§ What is expected
Word for word, repeat each entry that follows.

Data supplied Block Start

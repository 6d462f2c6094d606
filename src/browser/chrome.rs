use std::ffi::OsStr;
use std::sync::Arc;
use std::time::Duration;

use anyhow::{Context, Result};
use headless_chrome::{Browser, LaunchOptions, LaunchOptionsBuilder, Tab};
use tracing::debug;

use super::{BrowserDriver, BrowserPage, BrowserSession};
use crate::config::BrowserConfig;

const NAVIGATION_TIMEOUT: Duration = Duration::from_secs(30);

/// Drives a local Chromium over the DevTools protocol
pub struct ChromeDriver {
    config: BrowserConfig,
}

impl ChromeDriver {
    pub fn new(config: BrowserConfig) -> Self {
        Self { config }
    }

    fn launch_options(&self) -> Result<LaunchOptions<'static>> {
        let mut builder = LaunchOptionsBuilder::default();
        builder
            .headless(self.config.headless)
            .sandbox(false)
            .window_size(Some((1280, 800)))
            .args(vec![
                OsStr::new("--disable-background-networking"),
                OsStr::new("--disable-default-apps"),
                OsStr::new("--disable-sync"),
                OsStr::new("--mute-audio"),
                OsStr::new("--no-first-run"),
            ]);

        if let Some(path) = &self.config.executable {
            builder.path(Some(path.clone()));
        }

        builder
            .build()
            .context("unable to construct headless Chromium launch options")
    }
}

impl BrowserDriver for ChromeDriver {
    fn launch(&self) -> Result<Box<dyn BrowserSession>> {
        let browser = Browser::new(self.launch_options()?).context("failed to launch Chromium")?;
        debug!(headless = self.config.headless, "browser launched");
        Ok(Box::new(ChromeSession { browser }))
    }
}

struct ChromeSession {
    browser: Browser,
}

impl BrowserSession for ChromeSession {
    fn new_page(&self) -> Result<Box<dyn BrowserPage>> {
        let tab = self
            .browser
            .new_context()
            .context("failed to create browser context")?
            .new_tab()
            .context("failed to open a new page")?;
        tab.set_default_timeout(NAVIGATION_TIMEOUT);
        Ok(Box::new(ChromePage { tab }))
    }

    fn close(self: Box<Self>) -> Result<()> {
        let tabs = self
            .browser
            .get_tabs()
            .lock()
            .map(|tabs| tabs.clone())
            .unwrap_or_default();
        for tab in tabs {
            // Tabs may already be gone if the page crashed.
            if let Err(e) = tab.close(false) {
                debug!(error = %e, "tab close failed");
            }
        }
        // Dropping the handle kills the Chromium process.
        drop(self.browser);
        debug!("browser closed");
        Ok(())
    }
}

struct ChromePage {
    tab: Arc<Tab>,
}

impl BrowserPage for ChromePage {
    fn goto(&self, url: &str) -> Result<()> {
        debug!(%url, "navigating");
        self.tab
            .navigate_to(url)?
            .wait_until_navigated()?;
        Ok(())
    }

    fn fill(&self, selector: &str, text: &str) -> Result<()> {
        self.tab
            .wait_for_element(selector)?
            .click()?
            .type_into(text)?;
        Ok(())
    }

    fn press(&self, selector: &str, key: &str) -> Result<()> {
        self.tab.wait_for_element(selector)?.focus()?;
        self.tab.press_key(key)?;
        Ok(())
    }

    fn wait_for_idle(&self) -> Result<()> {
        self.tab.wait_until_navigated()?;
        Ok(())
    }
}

Data supplied Block End

§ Solution to this task
repository 6d462f2c6094d606
filename src/browser/chrome.rs
use std::ffi::OsStr;
use std::sync::Arc;
use std::time::Duration;

use anyhow::{Context, Result};
use headless_chrome::{Browser, LaunchOptions, LaunchOptionsBuilder, Tab};
use tracing::debug;

use super::{BrowserDriver, BrowserPage, BrowserSession};
use crate::config::BrowserConfig;

const NAVIGATION_TIMEOUT: Duration = Duration::from_secs(30);

/// Drives a local Chromium over the DevTools protocol
pub struct ChromeDriver {
    config: BrowserConfig,
}

impl ChromeDriver {
    pub fn new(config: BrowserConfig) -> Self {
        Self { config }
    }

    fn launch_options(&self) -> Result<LaunchOptions<'static>> {
        let mut builder = LaunchOptionsBuilder::default();
        builder
            .headless(self.config.headless)
            .sandbox(false)
            .window_size(Some((1280, 800)))
            .args(vec![
                OsStr::new("--disable-background-networking"),
                OsStr::new("--disable-default-apps"),
                OsStr::new("--disable-sync"),
                OsStr::new("--mute-audio"),
                OsStr::new("--no-first-run"),
            ]);

        if let Some(path) = &self.config.executable {
            builder.path(Some(path.clone()));
        }

        builder
            .build()
            .context("unable to construct headless Chromium launch options")
    }
}

impl BrowserDriver for ChromeDriver {
    fn launch(&self) -> Result<Box<dyn BrowserSession>> {
        let browser = Browser::new(self.launch_options()?).context("failed to launch Chromium")?;
        debug!(headless = self.config.headless, "browser launched");
        Ok(Box::new(ChromeSession { browser }))
    }
}

struct ChromeSession {
    browser: Browser,
}

impl BrowserSession for ChromeSession {
    fn new_page(&self) -> Result<Box<dyn BrowserPage>> {
        let tab = self
            .browser
            .new_context()
            .context("failed to create browser context")?
            .new_tab()
            .context("failed to open a new page")?;
        tab.set_default_timeout(NAVIGATION_TIMEOUT);
        Ok(Box::new(ChromePage { tab }))
    }

    fn close(self: Box<Self>) -> Result<()> {
        let tabs = self
            .browser
            .get_tabs()
            .lock()
            .map(|tabs| tabs.clone())
            .unwrap_or_default();
        for tab in tabs {
            // Tabs may already be gone if the page crashed.
            if let Err(e) = tab.close(false) {
                debug!(error = %e, "tab close failed");
            }
        }
        // Dropping the handle kills the Chromium process.
        drop(self.browser);
        debug!("browser closed");
        Ok(())
    }
}

struct ChromePage {
    tab: Arc<Tab>,
}

impl BrowserPage for ChromePage {
    fn goto(&self, url: &str) -> Result<()> {
        debug!(%url, "navigating");
        self.tab
            .navigate_to(url)?
            .wait_until_navigated()?;
        Ok(())
    }

    fn fill(&self, selector: &str, text: &str) -> Result<()> {
        self.tab
            .wait_for_element(selector)?
            .click()?
            .type_into(text)?;
        Ok(())
    }

    fn press(&self, selector: &str, key: &str) -> Result<()> {
        self.tab.wait_for_element(selector)?.focus()?;
        self.tab.press_key(key)?;
        Ok(())
    }

    fn wait_for_idle(&self) -> Result<()> {
        self.tab.wait_until_navigated()?;
        Ok(())
    }
}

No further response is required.